Agora, uma das grandes tendências que vê é o boom dos temáticos. “Muitos investidores acharam boa ideia aproveitar certas megatendências que têm tido um bom desempenho no mercado. Quando fazemos algo pela primeira vez e, além disso, corre bem, validamos as nossas próprias ideias. Pensamos: isto é o que tem de ser feito. Pode fazer sentido que estes veículos lhe deem a possibilidade de apostar naquela megatendência, mas no final devemos ter carteiras equilibradas porque, no investimento temático, podemos acabar por ter vieses indesejados”, avisa.

Outra grande tendência é a aceleração do ESG. Neste momento, Ruiz reconhece que a casa gestora teve de se adaptar pouco a estas novas exigências do cliente porque esta análise estava implícita. “Somos investidores-chave.
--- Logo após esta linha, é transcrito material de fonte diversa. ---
//! List operations and blocking pops
//!
//! Lists are delete-on-empty. Pushes hand elements straight to blocked
//! poppers registered on the key before the list becomes visible to
//! anyone else.

use bytes::Bytes;
use std::time::{Duration, Instant};
use tracing::debug;

use super::{get_or_create, normalize_range, remove_if_vacant, typed, typed_mut, Keyspace, Shard};
use crate::error::{StoreError, StoreResult};
use crate::store::blocking::{ListEnd, Waiter};
use crate::store::value::{Value, ValueKind};

/// Outcome of preparing one key for a blocking pop
enum Prepared {
    /// The waiter got an element (possibly from an earlier key)
    Done,
    Registered,
    /// The key changed type since validation; not watched
    Skipped,
}

impl Keyspace {
    /// Prepend values (the last value ends up first), returning the length
    pub fn lpush(&self, key: Bytes, values: Vec<Bytes>) -> StoreResult<usize> {
        self.push(key, values, ListEnd::Left)
    }

    /// Append values, returning the length
    pub fn rpush(&self, key: Bytes, values: Vec<Bytes>) -> StoreResult<usize> {
        self.push(key, values, ListEnd::Right)
    }

    /// Push and serve blocked poppers
    ///
    /// The reported length is taken after the push and before any element
    /// is handed to a waiter.
    fn push(&self, key: Bytes, values: Vec<Bytes>, end: ListEnd) -> StoreResult<usize> {
        if values.is_empty() {
            return self.llen(&key);
        }
        self.with_shard(&key, |shard, slot| {
            let Shard { entries, waiters } = shard;
            let list = get_or_create(entries, slot, ValueKind::List)?
                .as_list_mut()
                .ok_or(StoreError::TypeMismatch)?;
            for value in values {
                end.push(list, value);
            }
            let len = list.len();

            let served = waiters.serve(&key, list);
            if served > 0 {
                debug!("Served {} blocked pop(s) on push", served);
            }
            remove_if_vacant(entries, slot);
            Ok(len)
        })
    }

    pub fn lpop(&self, key: &Bytes) -> StoreResult<Option<Bytes>> {
        self.pop(key, ListEnd::Left)
    }

    pub fn rpop(&self, key: &Bytes) -> StoreResult<Option<Bytes>> {
        self.pop(key, ListEnd::Right)
    }

    fn pop(&self, key: &Bytes, end: ListEnd) -> StoreResult<Option<Bytes>> {
        self.with_shard(key, |shard, slot| {
            let popped = typed_mut(&mut shard.entries, slot, Value::as_list_mut)?.and_then(|list| end.pop(list));
            remove_if_vacant(&mut shard.entries, slot);
            Ok(popped)
        })
    }

    /// Elements between two indices (inclusive), `-1` being the last
    pub fn lrange(&self, key: &Bytes, start: i64, stop: i64) -> StoreResult<Vec<Bytes>> {
        self.with_shard(key, |shard, slot| {
            let Some(list) = typed(&shard.entries, slot, Value::as_list)? else {
                return Ok(Vec::new());
            };
            Ok(match normalize_range(start, stop, list.len()) {
                Some((start, stop)) => list.range(start..=stop).cloned().collect(),
                None => Vec::new(),
            })
        })
    }

    /// Keep only the elements between two indices
    pub fn ltrim(&self, key: &Bytes, start: i64, stop: i64) -> StoreResult<()> {
        self.with_shard(key, |shard, slot| {
            if let Some(list) = typed_mut(&mut shard.entries, slot, Value::as_list_mut)? {
                match normalize_range(start, stop, list.len()) {
                    Some((start, stop)) => {
                        list.truncate(stop + 1);
                        list.drain(..start);
                    }
                    None => list.clear(),
                }
            }
            remove_if_vacant(&mut shard.entries, slot);
            Ok(())
        })
    }

    pub fn llen(&self, key: &Bytes) -> StoreResult<usize> {
        self.with_shard(key, |shard, slot| {
            Ok(typed(&shard.entries, slot, Value::as_list)?.map_or(0, |list| list.len()))
        })
    }

    /// Pop from the tail of the first non-empty list, waiting up to `timeout`
    ///
    /// Returns `(key, value)`, or `None` once the timeout elapses. A zero
    /// timeout waits indefinitely.
    pub fn brpop(&self, keys: &[Bytes], timeout: Duration) -> StoreResult<Option<(Bytes, Bytes)>> {
        self.blocking_pop(keys, timeout, ListEnd::Right)
    }

    /// Head-side counterpart of [`Keyspace::brpop`]
    pub fn blpop(&self, keys: &[Bytes], timeout: Duration) -> StoreResult<Option<(Bytes, Bytes)>> {
        self.blocking_pop(keys, timeout, ListEnd::Left)
    }

    fn blocking_pop(
        &self,
        keys: &[Bytes],
        timeout: Duration,
        end: ListEnd,
    ) -> StoreResult<Option<(Bytes, Bytes)>> {
        // Type errors are reported before the caller is queued anywhere
        for key in keys {
            if matches!(self.type_of(key), Some(kind) if kind != ValueKind::List) {
                return Err(StoreError::TypeMismatch);
            }
        }

        let waiter = Waiter::new(end);
        let mut watched = Vec::new();
        for key in keys {
            let prepared = self.with_shard(key, |shard, slot| {
                let Shard { entries, waiters } = shard;
                match entries.get_slot_mut(slot).map(|entry| &mut entry.value) {
                    Some(Value::List(list)) if !list.is_empty() => {
                        waiter.offer(key, list);
                        remove_if_vacant(entries, slot);
                        Prepared::Done
                    }
                    Some(Value::List(_)) | None => {
                        if !waiter.is_waiting() {
                            return Prepared::Done;
                        }
                        waiters.register(key.clone(), waiter.clone());
                        Prepared::Registered
                    }
                    Some(_) => Prepared::Skipped,
                }
            });
            match prepared {
                Prepared::Done => break,
                Prepared::Registered => watched.push(key),
                Prepared::Skipped => {}
            }
        }

        // A deadline past what `Instant` can represent waits forever
        let deadline = if timeout.is_zero() {
            None
        } else {
            Instant::now().checked_add(timeout)
        };
        if !watched.is_empty() {
            debug!("Blocking pop waiting on {} key(s)", watched.len());
        }
        let result = if watched.is_empty() && waiter.is_waiting() {
            // Every key changed type under us: nothing to wait on
            waiter.wait(Some(Instant::now()))
        } else {
            waiter.wait(deadline)
        };

        for key in watched {
            self.with_shard(key, |shard, _| shard.waiters.remove(key, &waiter));
        }
        if result.is_none() {
            debug!("Blocking pop timed out");
        }
        Ok(result)
    }
}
Analisamos o que uma empresa gera e como a gera. Toda a análise do ESG não é mais do que estudar como uma certa empresa faz as coisas. Colocamos um filtro de sustentabilidade MSCI numa das nossas gamas. O resultado foi que 95% das empresas que estavam na nossa lista de compras passaram por esse filtro. Para nós, isto faz muito mais sentido do que procurar o selo”, explica.

A situação dos multiativos

No que diz respeito a multiativos, o produto que está no ADN de Flossbach von Storch, Ruiz continua a registar um grande interesse por estas estratégias. “Os consultores querem ter um fundo que sirva de pedra angular para construir o resto das suas carteiras. Continua a ser o produto base que pode caber nas carteiras. Isto ainda é usado pela maioria das redes de distribuição e assessoria. Os multiativos não perderam o interesse nem a atratividade. Obviamente, concorremos com os produtos das gestoras nacionais, mas isso depende da abertura que cada rede tem e do produto que quer oferecer aos seus clientes”.

Numa categoria cheia de oferta, os investidores têm de analisar. E, quando se trata de fazê-lo, o responsável da Flossbach von Storch revela que a primeira coisa a que prestam atenção é à rentabilidade/risco gerada. Tirando esse filtro, vão analisando o processo com o objetivo de determinar se esses números são repetíveis ou não. “É fundamental que o processo de investimento seja consistente. É raro que os nossos fundos nos surpreendam. Todo o processo de investimento foi concebido para não cometer erros exagerados. Quando investimos podemos cometer um erro, mas temos de fazer com que a probabilidade de cometer um erro seja baixa”.

Inovação

A Flossbach von Storch não é uma casa que lança novos produtos no mercado todos os anos. A sua gama é pequena, mas está a expandir-se porque estão a trazer para a Península Ibérica alguns dos produtos que tinham na Alemanha. A última coisa que fizeram foi apoiar o fundo de ações emergentes. “Pensamos que, no futuro, as economias emergentes vão crescer mais do que as economias desenvolvidas e faz sentido investir nas empresas que mais beneficiarão com essa tendência”.

A outra ideia que trouxeram para a região ibérica é a Der erste Schritt (em português, o primeiro passo), um fundo muito conservadormente gerido para investidores que começam a ser cobrados por terem o dinheiro em depósitos ou em contas-corrente, e para que as empresas possam ter um produto para estacionar a sua liquidez estratégica. “São os últimos fundos que trouxemos para o mercado ibérico. Não são produtos novos. Não começam do zero. Têm track record e vêm complementar o que já oferecemos”, conclui.